Stored items |
════════════════

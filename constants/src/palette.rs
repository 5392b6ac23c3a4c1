use bevy::prelude::*;

/// Neon colours used for windows, cubes and mirror tiles.
pub const NEON_COLORS: &[u32] = &[
    0xff00ff, 0x00ffff, 0xff3366, 0x33ff33, 0xff6600, 0x0066ff, 0xffff00, 0xff9900, 0x9900ff,
    0x00ff99, 0x6600ff, 0xff0066,
];

/// Vehicle body colours, a subset of the neon palette.
pub const VEHICLE_NEON_COLORS: &[u32] = &[0xff00ff, 0x00ffff, 0xff3366, 0x33ff33, 0xff6600, 0x0066ff];

pub const BUILDING_EDGE_COLOR: u32 = 0x00ffff;
pub const DOOR_NEON_COLOR: u32 = 0xff00ff;
pub const WINDOW_FRAME_COLOR: u32 = 0x333333;
pub const ANTENNA_COLOR: u32 = 0x888888;
pub const PUDDLE_COLOR: u32 = 0x111111;
pub const PLAYER_COLOR: u32 = 0x00ff00;
pub const POINTER_COLOR: u32 = 0xffff00;
pub const PUNCH_PARTICLE_COLOR: u32 = 0xb5b5b5;

pub const DAY_SKY_COLOR: u32 = 0x4287f5;
pub const NIGHT_SKY_COLOR: u32 = 0x000011;
pub const AMBIENT_LIGHT_COLOR: u32 = 0xe6eaff;

pub const SUN_COLOR: u32 = 0xf85a3e;
pub const SUN_LIGHT_COLOR: u32 = 0xfff2b0;
pub const MOON_COLOR: u32 = 0xb0b0ff;
pub const MOON_EMISSIVE_COLOR: u32 = 0x7777ff;
pub const MOON_LIGHT_COLOR: u32 = 0xccddff;

pub const HEADLIGHT_COLOR: u32 = 0xffffaa;
pub const HEADLIGHT_BEAM_LIGHT_COLOR: u32 = 0xffffee;
pub const TAILLIGHT_COLOR: u32 = 0xff0000;
pub const WHEEL_COLOR: u32 = 0x222222;

/// Advertisement gradient stops, evenly spaced across the banner.
pub const AD_GRADIENT: &[u32] = &[0xff00ff, 0x00ffff, 0xffff00, 0xff00ff];
pub const AD_IMAGE_COLOR: u32 = 0x550055;

/// Rainbow stops for the painted disco ball, top to bottom.
pub const RAINBOW_GRADIENT: &[u32] = &[
    0xff0000, 0xffa500, 0xffff00, 0x008000, 0x0000ff, 0x4b0082, 0xee82ee,
];

/// Splits a `0xRRGGBB` value into normalised sRGB channels.
pub fn hex_to_srgb(hex: u32) -> [f32; 3] {
    [
        ((hex >> 16) & 0xff) as f32 / 255.0,
        ((hex >> 8) & 0xff) as f32 / 255.0,
        (hex & 0xff) as f32 / 255.0,
    ]
}

pub fn hex_color(hex: u32) -> Color {
    let [r, g, b] = hex_to_srgb(hex);
    Color::srgb(r, g, b)
}

/// Linear emissive colour for a palette entry at the given strength.
pub fn hex_emissive(hex: u32, strength: f32) -> LinearRgba {
    scaled_emissive(hex_color(hex), strength)
}

/// Linear emissive for any colour at the given strength, alpha left at 1.
pub fn scaled_emissive(color: Color, strength: f32) -> LinearRgba {
    let linear = color.to_linear();
    LinearRgba::rgb(
        linear.red * strength,
        linear.green * strength,
        linear.blue * strength,
    )
}

/// Oscillating hue in `[0, 1]`.
pub fn hue_cycle(t: f32) -> f32 {
    (t.sin() + 1.0) / 2.0
}

/// Fully saturated neon colour for a hue in `[0, 1]`.
pub fn neon_hue(hue: f32) -> Color {
    Color::hsl(hue.rem_euclid(1.0) * 360.0, 1.0, 0.5)
}

#[cfg(test)]
mod tests {
    use super::*;

    #[test]
    fn hex_channels_are_split_in_rgb_order() {
        assert_eq!(hex_to_srgb(0xff0000), [1.0, 0.0, 0.0]);
        assert_eq!(hex_to_srgb(0x00ff00), [0.0, 1.0, 0.0]);
        let [r, g, b] = hex_to_srgb(0x336699);
        assert!((r - 0.2).abs() < 1e-6);
        assert!((g - 0.4).abs() < 1e-6);
        assert!((b - 0.6).abs() < 1e-6);
    }

    #[test]
    fn hue_cycle_stays_in_unit_range() {
        for i in 0..200 {
            let h = hue_cycle(i as f32 * 0.37);
            assert!((0.0..=1.0).contains(&h));
        }
        assert!((hue_cycle(0.0) - 0.5).abs() < 1e-6);
    }

    #[test]
    fn vehicle_colours_come_from_the_neon_palette() {
        for c in VEHICLE_NEON_COLORS {
            assert!(NEON_COLORS.contains(c));
        }
    }
}
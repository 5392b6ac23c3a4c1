//! Core application setup and state management.
//!
//! Handles application lifecycle, window configuration, state transitions,
//! and plugin initialisation for both native and WASM targets.

/// Application setup and plugin configuration for the Bevy engine.
///
/// Creates the main app with materials, asset loading systems, state-gated
/// scene animation and platform-specific overlays.
pub mod app_setup;

/// Application state machine: config loading, city generation, runtime.
pub mod app_state;

/// Seeded random source shared by generation and runtime effects.
pub mod random;

/// Platform-specific window configuration for native and WASM builds.
///
/// Configures canvas integration for web targets and vsync settings.
pub mod window_config;
//! Engine-local constants that depend on Bevy types.

pub mod path;
pub mod render_settings;
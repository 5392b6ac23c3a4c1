/// Per-frame constants in the scene are tuned against this frame rate.
pub const REFERENCE_FPS: f32 = 60.0;

pub const DEFAULT_CYCLE_SECS: f32 = 60.0;

/// Height at which a hidden sun or moon is parked.
pub const HIDDEN_BODY_Y: f32 = -999.0;

/// Horizontal half span of the sun and moon arc.
pub const ARC_HALF_SPAN: f32 = 200.0;
pub const ARC_PEAK_HEIGHT: f32 = 120.0;

pub const SUN_INTENSITY: f32 = 1.2;
pub const MOON_INTENSITY: f32 = 0.8;
pub const DAY_AMBIENT: f32 = 0.3;
pub const NIGHT_AMBIENT: f32 = 0.05;

/// Below this night alpha the night-only props rest.
pub const NIGHT_PROPS_THRESHOLD: f32 = 0.1;
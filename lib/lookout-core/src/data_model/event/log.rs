//! Log entries.

use chrono::{DateTime, Utc};
use serde::{Deserialize, Serialize};

/// Log kind for plain test log lines.
pub const TEST_LOG: &str = "TEST_LOG";

/// Log kind for captured HTTP traffic.
pub const HTTP_LOG: &str = "HTTP";

/// Log kind for screenshots captured during a test.
pub const TEST_SCREENSHOT: &str = "TEST_SCREENSHOT";

/// Normalizes a raw log kind into the group-key form used by the usage counters.
///
/// Kinds arrive from framework adapters in whatever casing the adapter used; counting groups them
/// under a single canonical spelling. Well-known shorthands map to their canonical kind.
pub fn normalize_kind(kind: &str) -> String {
    let kind = kind.trim().to_uppercase();
    match kind.as_str() {
        "LOG" => TEST_LOG.to_string(),
        "SCREENSHOT" => TEST_SCREENSHOT.to_string(),
        _ => kind,
    }
}

/// Response details for captured HTTP traffic.
#[derive(Clone, Debug, PartialEq, Serialize, Deserialize)]
pub struct HttpResponse {
    /// Request URL.
    pub url: String,

    /// Request method.
    pub method: String,

    /// Response status code, when a response was received.
    #[serde(default, skip_serializing_if = "Option::is_none")]
    pub status_code: Option<u16>,

    /// Total request duration, in milliseconds.
    #[serde(default, skip_serializing_if = "Option::is_none")]
    pub duration_ms: Option<u64>,
}

/// A single log entry, as reported to the intake endpoint.
///
/// Log events carry a whole array of entries in one envelope; entries are never split across
/// envelopes by the pipeline.
#[derive(Clone, Debug, PartialEq, Serialize, Deserialize)]
pub struct LogEntry {
    /// Kind of the entry, e.g. [`TEST_LOG`] or [`TEST_SCREENSHOT`].
    pub kind: String,

    /// When the entry was produced.
    pub timestamp: DateTime<Utc>,

    /// UUID of the test run the entry belongs to, when known.
    #[serde(default, skip_serializing_if = "Option::is_none")]
    pub test_run_uuid: Option<String>,

    /// UUID of the hook run the entry belongs to, when known.
    #[serde(default, skip_serializing_if = "Option::is_none")]
    pub hook_run_uuid: Option<String>,

    /// Severity level, e.g. `info` or `error`.
    #[serde(default, skip_serializing_if = "Option::is_none")]
    pub level: Option<String>,

    /// Entry body. For screenshots, the uploaded artifact's URL or path.
    #[serde(default, skip_serializing_if = "Option::is_none")]
    pub message: Option<String>,

    /// HTTP details, present only on [`HTTP_LOG`] entries.
    #[serde(default, skip_serializing_if = "Option::is_none")]
    pub http_response: Option<HttpResponse>,
}

impl LogEntry {
    /// Creates a new entry of the given kind, stamped now.
    pub fn new(kind: impl Into<String>, message: impl Into<String>) -> Self {
        Self {
            kind: kind.into(),
            timestamp: Utc::now(),
            test_run_uuid: None,
            hook_run_uuid: None,
            level: None,
            message: Some(message.into()),
            http_response: None,
        }
    }

    /// Creates a screenshot entry pointing at the given artifact.
    pub fn screenshot(artifact: impl Into<String>) -> Self {
        Self::new(TEST_SCREENSHOT, artifact)
    }

    /// Sets the severity level.
    pub fn with_level(mut self, level: impl Into<String>) -> Self {
        self.level = Some(level.into());
        self
    }

    /// Sets the test run the entry belongs to.
    pub fn with_test_run_uuid(mut self, test_run_uuid: impl Into<String>) -> Self {
        self.test_run_uuid = Some(test_run_uuid.into());
        self
    }

    /// Sets the HTTP details of an [`HTTP_LOG`] entry.
    pub fn with_http_response(mut self, http_response: HttpResponse) -> Self {
        self.http_response = Some(http_response);
        self
    }
}

#[cfg(test)]
mod tests {
    use super::*;

    #[test]
    fn kinds_normalize_to_canonical_spelling() {
        assert_eq!(normalize_kind("test_log"), TEST_LOG);
        assert_eq!(normalize_kind("  http "), HTTP_LOG);
        assert_eq!(normalize_kind("log"), TEST_LOG);
        assert_eq!(normalize_kind("screenshot"), TEST_SCREENSHOT);
        assert_eq!(normalize_kind("CUSTOM_KIND"), "CUSTOM_KIND");
    }
}
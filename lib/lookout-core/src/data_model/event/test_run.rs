//! Test runs.

use std::fmt;

use chrono::{DateTime, Utc};
use serde::{Deserialize, Serialize};
use uuid::Uuid;

/// Final outcome of a test or hook run.
#[derive(Clone, Copy, Debug, Eq, PartialEq, Serialize, Deserialize)]
#[serde(rename_all = "lowercase")]
pub enum RunResult {
    /// The run completed successfully.
    Passed,

    /// The run completed with a failure.
    Failed,

    /// The run was skipped.
    Skipped,

    /// The run was declared but never executed.
    Pending,
}

impl RunResult {
    /// Returns the group key under which this outcome is counted.
    pub fn as_group_key(&self) -> &'static str {
        match self {
            Self::Passed => "passed",
            Self::Failed => "failed",
            Self::Skipped => "skipped",
            Self::Pending => "pending",
        }
    }
}

impl fmt::Display for RunResult {
    fn fmt(&self, f: &mut fmt::Formatter<'_>) -> fmt::Result {
        f.write_str(self.as_group_key())
    }
}

/// A single test run, as reported to the intake endpoint.
#[derive(Clone, Debug, PartialEq, Serialize, Deserialize)]
pub struct TestRun {
    /// Unique identifier of this run.
    ///
    /// Log, screenshot, and session records produced while the test executes are correlated back
    /// to the run through this value.
    pub uuid: String,

    /// Human-readable test name.
    pub name: String,

    /// Fully-qualified identifier: the enclosing suite path joined with the test name.
    pub identifier: String,

    /// Enclosing suite scopes, outermost first.
    #[serde(default, skip_serializing_if = "Vec::is_empty")]
    pub scopes: Vec<String>,

    /// Source file the test was defined in.
    #[serde(default, skip_serializing_if = "Option::is_none")]
    pub file_name: Option<String>,

    /// When the run started.
    #[serde(default, skip_serializing_if = "Option::is_none")]
    pub started_at: Option<DateTime<Utc>>,

    /// When the run finished.
    #[serde(default, skip_serializing_if = "Option::is_none")]
    pub finished_at: Option<DateTime<Utc>>,

    /// Final outcome, present only on finished runs.
    #[serde(default, skip_serializing_if = "Option::is_none")]
    pub result: Option<RunResult>,

    /// Failure details, present only on failed runs.
    #[serde(default, skip_serializing_if = "Option::is_none")]
    pub failure_reason: Option<String>,

    /// UUID of the run this one retries, if any.
    #[serde(default, skip_serializing_if = "Option::is_none")]
    pub retry_of: Option<String>,
}

impl TestRun {
    /// Creates a new `TestRun` with a random UUID, stamped as started now.
    pub fn new(name: impl Into<String>, identifier: impl Into<String>) -> Self {
        Self {
            uuid: Uuid::new_v4().to_string(),
            name: name.into(),
            identifier: identifier.into(),
            scopes: Vec::new(),
            file_name: None,
            started_at: Some(Utc::now()),
            finished_at: None,
            result: None,
            failure_reason: None,
            retry_of: None,
        }
    }

    /// Sets the enclosing suite scopes.
    pub fn with_scopes(mut self, scopes: Vec<String>) -> Self {
        self.scopes = scopes;
        self
    }

    /// Sets the source file the test was defined in.
    pub fn with_file_name(mut self, file_name: impl Into<String>) -> Self {
        self.file_name = Some(file_name.into());
        self
    }

    /// Marks the run as finished now with the given outcome.
    pub fn finished(mut self, result: RunResult, failure_reason: Option<String>) -> Self {
        self.finished_at = Some(Utc::now());
        self.result = Some(result);
        self.failure_reason = failure_reason;
        self
    }
}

════════════════

PROBLEM DESCRIPTION |
For the word "single", return every line of the records that holds it.

RESULT |
/// under a single canonical spelling. Well-known shorthands map to their canonical kind.
/// A single log entry, as reported to the intake endpoint.
/// A single test run, as reported to the intake endpoint.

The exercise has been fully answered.